This is a natural color image. The high dynamic range of astrophotos must be stretched to bring out the range of details the camera recorded. But the typical image stretch process loses color for brighter subjects (e.g. stars and the brighter parts of deep sky objects become whiter as they are made brighter). This image uses a a new Rawtherapee raw conversion method, and a new algorithm, rnc-color-stretch that does not lose color during the stretch. How do we know the colors are reasonable? The star colors can be checked against stellar photometry. Red stars have B-V > 2, orange stars have B-V of 1 to about 2. The blue-white stars have B-V in the range of 0 to -0.5. The colors closely follow the color sequence in Table 1 at Color of Stars. Solar-type stars have a B-V of 0.63 and appear close to white (daylight white balance).
The color in M17 illustrates several compositional trends. Hydrogen emission nebulae are pink/magenta, and that color is common in the brighter parts of the nebula. The brightest part of the nebula is greenish (teal) from oxygen emission at 500.7 nm. Toward the edges of the nebula, the magenta color turns redder. The pink/magenta is a combination of H-alpha emission (red), H-beta (blue-green), and H-gamma (blue). Toward the edges of the nebula where the color is redder, interstellar dust absorbs the H-gamma and H-beta more than the H-alpha, turning the pink emission red. Throughout the region away from the nebula is interstellar dust, appearing burnt-orange.

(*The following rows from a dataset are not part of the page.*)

//! ACL module tests

use super::*;
use crate::config::{AclConfig, AclPermissions, AclRole, AuthConfig, UserConfig};
use std::sync::Arc;

fn user(username: &str, role: &str) -> UserConfig {
    UserConfig {
        username: username.to_string(),
        password: Some(format!("{}_pass", username)),
        password_hash: None,
        role: Some(role.to_string()),
    }
}

fn make_test_auth_provider() -> Arc<AuthProvider> {
    let auth_config = AuthConfig {
        enabled: true,
        allow_anonymous: false,
        users: vec![
            user("admin", "admin"),
            user("sensor", "device"),
            user("readonly", "reader"),
        ],
    };
    Arc::new(AuthProvider::new(&auth_config))
}

fn make_test_acl_config() -> AclConfig {
    AclConfig {
        enabled: true,
        roles: vec![
            AclRole {
                name: "admin".to_string(),
                publish: vec!["#".to_string()],
                subscribe: vec!["#".to_string()],
            },
            AclRole {
                name: "device".to_string(),
                publish: vec!["sensors/%c/#".to_string()],
                subscribe: vec!["commands/%c/#".to_string()],
            },
            AclRole {
                name: "reader".to_string(),
                publish: vec![],
                subscribe: vec!["sensors/#".to_string()],
            },
        ],
        default: AclPermissions {
            publish: vec![],
            subscribe: vec!["public/+".to_string()],
        },
    }
}

fn provider() -> AclProvider {
    AclProvider::new(&make_test_acl_config(), make_test_auth_provider())
}

#[test]
fn test_acl_disabled_allows_all() {
    let acl_config = AclConfig {
        enabled: false,
        roles: vec![],
        default: AclPermissions::default(),
    };
    let provider = AclProvider::new(&acl_config, make_test_auth_provider());
    assert!(!provider.is_enabled());
    assert!(provider.authorize("c1", Some("anyone"), None, "any/topic", false, b"x"));
}

#[test]
fn test_admin_can_publish_anywhere() {
    assert!(provider().authorize("admin_client", Some("admin"), None, "any/topic/here", false, b""));
}

#[test]
fn test_device_publishes_only_to_own_topic() {
    let provider = provider();
    assert!(provider.check("sensor_client", Some("sensor"), "sensors/sensor_client/temperature", false));
    assert!(!provider.check("sensor_client", Some("sensor"), "sensors/other_client/temperature", false));
}

#[test]
fn test_reader_subscribe_rules() {
    let provider = provider();
    assert!(!provider.check("reader_client", Some("readonly"), "sensors/temp", false));
    assert!(provider.check("reader_client", Some("readonly"), "sensors/+/temp", true));
    assert!(!provider.check("reader_client", Some("readonly"), "commands/device1", true));
}

#[test]
fn test_shared_subscription_checked_on_inner_filter() {
    let provider = provider();
    assert!(provider.check("reader_client", Some("readonly"), "$share/workers/sensors/#", true));
    assert!(!provider.check("reader_client", Some("readonly"), "$share/workers/commands/#", true));
}

#[test]
fn test_default_permissions_for_anonymous() {
    let provider = provider();
    assert!(provider.check("anon", None, "public/news", true));
    assert!(!provider.check("anon", None, "public/news/today", true));
    assert!(!provider.check("anon", None, "public/news", false));
}

#[test]
fn test_role_user_falls_back_to_default() {
    assert!(provider().check("reader_client", Some("readonly"), "public/news", true));
}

Technical. Canon 7D Mark II 20-megapixel digital camera and 300 mm f/2.8 L IS II at f/2.8 plus a 1.4x teleconverter giving 420 mm at f/4, ISO 3200. Twenty-one 30-second exposures at ISO 3200 were added (10.5 minutes total exposure). I would normally use ISO 1600 and 60-second exposures, but seeing was bad, the object was low in the sky, and it was breezy, so I shortened the exposure in case of camera shake and to try and catch moments of stable atmosphere. Full resolution image is at 2.0 arc-seconds per pixel, and the image here is 3.3 arc-seconds per pixel. No dark frame subtraction, no flat fields. Tracking with an astrotrac and no guiding.

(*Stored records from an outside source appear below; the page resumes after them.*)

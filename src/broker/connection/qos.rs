//! QoS acknowledgement handling (PUBACK, PUBREC, PUBREL, PUBCOMP)

use std::sync::Arc;
use std::time::Instant;

use tracing::trace;

use super::{ClientConnection, Flow};
use crate::broker::{Broker, BrokerState};
use crate::protocol::{Packet, ProtocolError, PubComp, ReasonCode};
use crate::session::Session;

impl Broker {
    pub(super) fn handle_puback(
        &self,
        st: &mut BrokerState,
        conn: &ClientConnection,
        packet_id: u16,
    ) -> Result<Flow, ProtocolError> {
        self.with_session(st, conn, |s| s.handle_puback(packet_id))
    }

    pub(super) fn handle_pubrec(
        &self,
        st: &mut BrokerState,
        conn: &ClientConnection,
        packet_id: u16,
        reason: ReasonCode,
    ) -> Result<Flow, ProtocolError> {
        self.with_session(st, conn, |s| s.handle_pubrec(packet_id, reason))
    }

    pub(super) fn handle_pubcomp(
        &self,
        st: &mut BrokerState,
        conn: &ClientConnection,
        packet_id: u16,
    ) -> Result<Flow, ProtocolError> {
        self.with_session(st, conn, |s| s.handle_pubcomp(packet_id))
    }

    /// PUBREL releases a stored inbound QoS 2 message for routing. An
    /// unknown id still gets its PUBCOMP.
    pub(super) fn handle_pubrel(
        &self,
        st: &mut BrokerState,
        conn: &ClientConnection,
        packet_id: u16,
        now: Instant,
    ) -> Result<Flow, ProtocolError> {
        let Some(client_id) = conn.client_id().cloned() else {
            return Err(ProtocolError::Violation("PUBREL before CONNECT"));
        };
        let released = st
            .sessions
            .get_mut(&client_id)
            .and_then(|s| s.handle_pubrel(packet_id));

        let pubcomp = match released {
            Some(publish) => {
                trace!(client_id = %client_id, packet_id, "QoS 2 message released");
                self.route(st, publish, Some(&*client_id), false, now);
                PubComp::new(packet_id)
            }
            None => {
                trace!(client_id = %client_id, packet_id, "PUBREL for unknown packet id");
                PubComp::with_reason(packet_id, ReasonCode::PacketIdNotFound)
            }
        };
        conn.send(&Packet::PubComp(pubcomp));
        Ok(Flow::Continue)
    }

    /// Apply `f` to the connection's session and write out whatever it
    /// returns: PUBRELs and messages released from the queue
    fn with_session(
        &self,
        st: &mut BrokerState,
        conn: &ClientConnection,
        f: impl FnOnce(&mut Session) -> Vec<Packet>,
    ) -> Result<Flow, ProtocolError> {
        let Some(client_id): Option<Arc<str>> = conn.client_id().cloned() else {
            return Err(ProtocolError::Violation("acknowledgement before CONNECT"));
        };
        let Some(session) = st.sessions.get_mut(&client_id) else {
            return Ok(Flow::Close);
        };
        let packets = f(session);
        for packet in &packets {
            st.send_to(&client_id, packet);
        }
        Ok(Flow::Continue)
    }
}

Post processing: Converted in rawtherapee with color preserving methodology, aligned with deep sky stacker, then stretched with rnc-color-stretch. Also see Astrophotography Image Processing Basic Work Flow. I applied Richardson-Lucy deconvolution to improve resolution on the stacked and stretched result.
The Exposure Factors, CEF, CEFA are measures of the relative amounts of light received from a subject. It can be used to fairly compare wildly different lens/telescope apertures and exposure times. For this image:
Larger image, 1481 x 2121 pixels, 3.3 arc-seconds/pixel, 1.3 megabytes.

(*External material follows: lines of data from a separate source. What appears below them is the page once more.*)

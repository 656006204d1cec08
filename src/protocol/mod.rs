//! Wire-level protocol types
//!
//! One in-memory representation serves both protocol generations: v5-only
//! fields live in [`Properties`] or carry defaults, and the generation is a
//! runtime flag threaded through the codec.

mod error;
mod packet;
mod properties;
mod reason;

pub use error::{DecodeError, EncodeError, ErrorKind, ProtocolError};
pub use packet::*;
pub use properties::Properties;
pub use reason::ReasonCode;

/// Protocol generation, identified by the CONNECT protocol level byte
#[derive(Debug, Clone, Copy, PartialEq, Eq, Hash)]
#[repr(u8)]
pub enum ProtocolVersion {
    /// v3.1.1 (level 4; level 3 "MQIsdp" is accepted as the same generation)
    V311 = 4,
    /// v5.0 (level 5)
    V5 = 5,
}

impl ProtocolVersion {
    pub fn from_level(level: u8) -> Option<Self> {
        match level {
            3 | 4 => Some(Self::V311),
            5 => Some(Self::V5),
            _ => None,
        }
    }

    #[inline]
    pub fn is_v5(self) -> bool {
        self == Self::V5
    }
}

/// Delivery guarantee
#[derive(Debug, Clone, Copy, PartialEq, Eq, PartialOrd, Ord, Hash, Default)]
#[repr(u8)]
pub enum QoS {
    #[default]
    AtMostOnce = 0,
    AtLeastOnce = 1,
    ExactlyOnce = 2,
}

impl QoS {
    pub fn from_u8(v: u8) -> Option<Self> {
        match v {
            0 => Some(Self::AtMostOnce),
            1 => Some(Self::AtLeastOnce),
            2 => Some(Self::ExactlyOnce),
            _ => None,
        }
    }
}

/// When retained messages are replayed for a new subscription (v5)
#[derive(Debug, Clone, Copy, PartialEq, Eq, Default)]
#[repr(u8)]
pub enum RetainHandling {
    #[default]
    SendAlways = 0,
    SendIfNew = 1,
    Never = 2,
}

impl RetainHandling {
    pub fn from_u8(v: u8) -> Option<Self> {
        match v {
            0 => Some(Self::SendAlways),
            1 => Some(Self::SendIfNew),
            2 => Some(Self::Never),
            _ => None,
        }
    }
}

/// Per-filter options byte of a SUBSCRIBE payload
#[derive(Debug, Clone, Copy, PartialEq, Eq, Default)]
pub struct SubscriptionOptions {
    pub qos: QoS,
    pub no_local: bool,
    pub retain_as_published: bool,
    pub retain_handling: RetainHandling,
}

impl SubscriptionOptions {
    /// Parse the v5 options byte. Bits 6-7 are reserved and must be zero.
    pub fn from_byte(byte: u8) -> Option<Self> {
        if byte & 0b1100_0000 != 0 {
            return None;
        }
        Some(Self {
            qos: QoS::from_u8(byte & 0b11)?,
            no_local: byte & 0b0100 != 0,
            retain_as_published: byte & 0b1000 != 0,
            retain_handling: RetainHandling::from_u8((byte >> 4) & 0b11)?,
        })
    }

    pub fn to_byte(self) -> u8 {
        let mut byte = self.qos as u8;
        if self.no_local {
            byte |= 0b0100;
        }
        if self.retain_as_published {
            byte |= 0b1000;
        }
        byte | ((self.retain_handling as u8) << 4)
    }
}

/// Control packet type (high nibble of the fixed header)
#[derive(Debug, Clone, Copy, PartialEq, Eq)]
#[repr(u8)]
pub enum PacketType {
    Connect = 1,
    ConnAck = 2,
    Publish = 3,
    PubAck = 4,
    PubRec = 5,
    PubRel = 6,
    PubComp = 7,
    Subscribe = 8,
    SubAck = 9,
    Unsubscribe = 10,
    UnsubAck = 11,
    PingReq = 12,
    PingResp = 13,
    Disconnect = 14,
    Auth = 15,
}

impl PacketType {
    pub fn from_u8(v: u8) -> Option<Self> {
        use PacketType::*;
        const TABLE: [PacketType; 15] = [
            Connect,
            ConnAck,
            Publish,
            PubAck,
            PubRec,
            PubRel,
            PubComp,
            Subscribe,
            SubAck,
            Unsubscribe,
            UnsubAck,
            PingReq,
            PingResp,
            Disconnect,
            Auth,
        ];
        match v {
            1..=15 => Some(TABLE[v as usize - 1]),
            _ => None,
        }
    }

    /// Flags nibble mandated for every type except PUBLISH
    pub fn fixed_flags(self) -> Option<u8> {
        match self {
            PacketType::Publish => None,
            PacketType::PubRel | PacketType::Subscribe | PacketType::Unsubscribe => Some(0x02),
            _ => Some(0x00),
        }
    }
}

#[cfg(test)]
mod tests {
    use super::*;

    #[test]
    fn subscription_options_reject_reserved_bits() {
        assert!(SubscriptionOptions::from_byte(0x40).is_none());
        assert!(SubscriptionOptions::from_byte(0x03).is_none());
        assert!(SubscriptionOptions::from_byte(0x30).is_none());
    }

    #[test]
    fn subscription_options_byte_layout() {
        let opts = SubscriptionOptions {
            qos: QoS::ExactlyOnce,
            no_local: true,
            retain_as_published: false,
            retain_handling: RetainHandling::SendIfNew,
        };
        assert_eq!(opts.to_byte(), 0b0001_0110);
        assert_eq!(SubscriptionOptions::from_byte(0b0001_0110), Some(opts));
    }

    #[test]
    fn packet_type_flags() {
        assert_eq!(PacketType::from_u8(6), Some(PacketType::PubRel));
        assert_eq!(PacketType::from_u8(0), None);
        assert_eq!(PacketType::PubRel.fixed_flags(), Some(0x02));
        assert_eq!(PacketType::Publish.fixed_flags(), None);
        assert_eq!(PacketType::PingReq.fixed_flags(), Some(0x00));
    }

    #[test]
    fn protocol_levels() {
        assert_eq!(ProtocolVersion::from_level(3), Some(ProtocolVersion::V311));
        assert_eq!(ProtocolVersion::from_level(4), Some(ProtocolVersion::V311));
        assert_eq!(ProtocolVersion::from_level(5), Some(ProtocolVersion::V5));
        assert_eq!(ProtocolVersion::from_level(6), None);
    }
}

Modern DSLRs like the 7D Mark II include On-Sensor Dark Current Suppression Technology and low fixed pattern noise at ISOs around 1600 and higher, making no need for dark frame subtraction. Modern raw converters correct for light fall-off (flat field correction on linear sensor data) and also correct for hot/dead/stuck pixels. This makes processing low light images easy: simply align and average. See my series on Astrophotography Image Processing for more details.
To learn how to obtain stunning images like this, please visit my Extensive Articles on Photography .
See my review of the Canon 7D Mark II and why it is so good for astrophotography: Canon 7D Mark II sensor analysis.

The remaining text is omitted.